When a line in the material contains the word "PGSIZE", copy it.

⁂

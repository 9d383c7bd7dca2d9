//! Address constants and helpers shared by the memory and VM layers.

pub mod bitmap;
pub mod pagedir;
pub mod palloc;

use x86_64::VirtAddr;

/// Bytes per page.
pub const PGSIZE: usize = 4096;

/// User virtual addresses live below this boundary; the kernel owns
/// everything above it.
pub const PHYS_BASE: u64 = 0x4000_0000_0000;

/// The user stack grows down from `PHYS_BASE`.
pub fn user_stack_top() -> VirtAddr {
    VirtAddr::new(PHYS_BASE)
}

/// How far below the stack top the stack may grow.
pub const STACK_MAX: u64 = 8 * 1024 * 1024;

/// Round `va` down to the start of its page.
pub fn pg_round_down(va: VirtAddr) -> VirtAddr {
    va.align_down(PGSIZE as u64)
}

/// Offset of `va` within its page.
pub fn pg_ofs(va: VirtAddr) -> usize {
    (va.as_u64() & (PGSIZE as u64 - 1)) as usize
}

/// True if `va` is a user virtual address.
pub fn is_user_vaddr(va: VirtAddr) -> bool {
    va.as_u64() < PHYS_BASE
}

/// View a kernel page as bytes.
///
/// # Safety
///
/// `kpage` must be a live page obtained from the page allocator, and the
/// caller must be the only writer for the duration of the borrow.
pub unsafe fn page_bytes<'a>(kpage: VirtAddr) -> &'a mut [u8] {
    core::slice::from_raw_parts_mut(kpage.as_u64() as *mut u8, PGSIZE)
}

⁂

ANSWER BELOW
pub const PGSIZE: usize = 4096;
    va.align_down(PGSIZE as u64)
    (va.as_u64() & (PGSIZE as u64 - 1)) as usize
    core::slice::from_raw_parts_mut(kpage.as_u64() as *mut u8, PGSIZE)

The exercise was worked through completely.